[R-meta] 3 candidate random structures
James Pustejovsky
jepu@to @end|ng |rom gm@||@com
Sun Aug 15 04:37:18 CEST 2021
See responses below.
Cheers,
James
On Fri, Aug 6, 2021 at 12:27 PM Timothy MacKenzie <fswfswt using gmail.com> wrote:
> Dear James,
>
> I seem to have forgotten to answer your question at the start of your
> answer. Yes, my outcomes are comparable across my studies. However, I have
> no intention of generalizing beyond my outcome levels. This is because the
> levels of my outcome correspond to a specific theory in my area of research
> and can't be beyond what the theory describes.
>
This makes sense. In multivariate models like these, generalization is to a
(hypothetical) population of the units on the right-hand side of the | in
the random formula---that is, the units corresponding to the IDs---not to
the levels of the outcomes. For instance, say that the outcome variable has
levels A, B, C. If you use random = ~ outcome | study, then the model is
describing the multivariate distribution of the outcomes (the joint
distribution of A, B, C) in a population of studies, of which you have a
sample.

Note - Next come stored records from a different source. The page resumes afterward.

//! Response frames sent from server to client.

use bytes::{Bytes, BytesMut};

use super::{read_line, read_payload, ParseError, CRLF};

/// Server reply to a single request.
#[derive(Debug, Clone, PartialEq, Eq)]
pub enum Response {
    /// SET or DELETE succeeded
    Ok,
    /// GET found a live value
    Value(Bytes),
    /// HAS found a live value
    Exists,
    /// GET or HAS found nothing
    NotFound,
    /// The request failed; the connection stays usable
    Error(String),
}

impl Response {
    /// Parses one response from the front of `buf`.
    pub fn parse(buf: &[u8]) -> Result<(Self, usize), ParseError> {
        let (line, header_len) = read_line(buf)?;

        match line {
            b"OK" => Ok((Response::Ok, header_len)),
            b"EXISTS" => Ok((Response::Exists, header_len)),
            b"NOT_FOUND" => Ok((Response::NotFound, header_len)),
            _ if line.starts_with(b"ERR") => {
                let message = String::from_utf8_lossy(&line[3..]).trim().to_string();
                Ok((Response::Error(message), header_len))
            }
            _ if line.starts_with(b"VALUE ") => {
                let len: usize = std::str::from_utf8(&line[6..])
                    .ok()
                    .and_then(|s| s.trim().parse().ok())
                    .ok_or_else(|| ParseError::Fatal("invalid VALUE length".to_string()))?;

                let value = read_payload(buf, header_len, len)?;
                Ok((
                    Response::Value(Bytes::copy_from_slice(value)),
                    header_len + len + CRLF.len(),
                ))
            }
            _ => Err(ParseError::Fatal(format!(
                "unrecognized response '{}'",
                String::from_utf8_lossy(line)
            ))),
        }
    }

    /// Appends the wire form of this response to `buf`.
    pub fn encode(&self, buf: &mut BytesMut) {
        match self {
            Response::Ok => buf.extend_from_slice(b"OK\r\n"),
            Response::Exists => buf.extend_from_slice(b"EXISTS\r\n"),
            Response::NotFound => buf.extend_from_slice(b"NOT_FOUND\r\n"),
            Response::Value(value) => {
                buf.extend_from_slice(format!("VALUE {}\r\n", value.len()).as_bytes());
                buf.extend_from_slice(value);
                buf.extend_from_slice(CRLF);
            }
            Response::Error(message) => {
                // error text must stay on one line
                let message = message.replace(['\r', '\n'], " ");
                buf.extend_from_slice(format!("ERR {}\r\n", message).as_bytes());
            }
        }
    }
}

Some studies in the sample might report a only subset of outcomes
(only A, or only A and B), but we could imagine that all of the outcomes
*could* have been measured in every study.
>
> However, I want to take a somewhat multivariate approach and let my
> outcome levels correlate with one another across my studies because I
> actually want to investigate the interrelationships among the existing
> levels of my outcome themselves.
>
> That's a good reason to use a multivariate model.
> Given this context, can I ignore the generalizability aspect of the
> multilevel/multivariate approach, and instead take this approach because it
> allows for the correlation among the existing outcome levels to be
> investigated?
>
>>
>>>>
Yes, I think so.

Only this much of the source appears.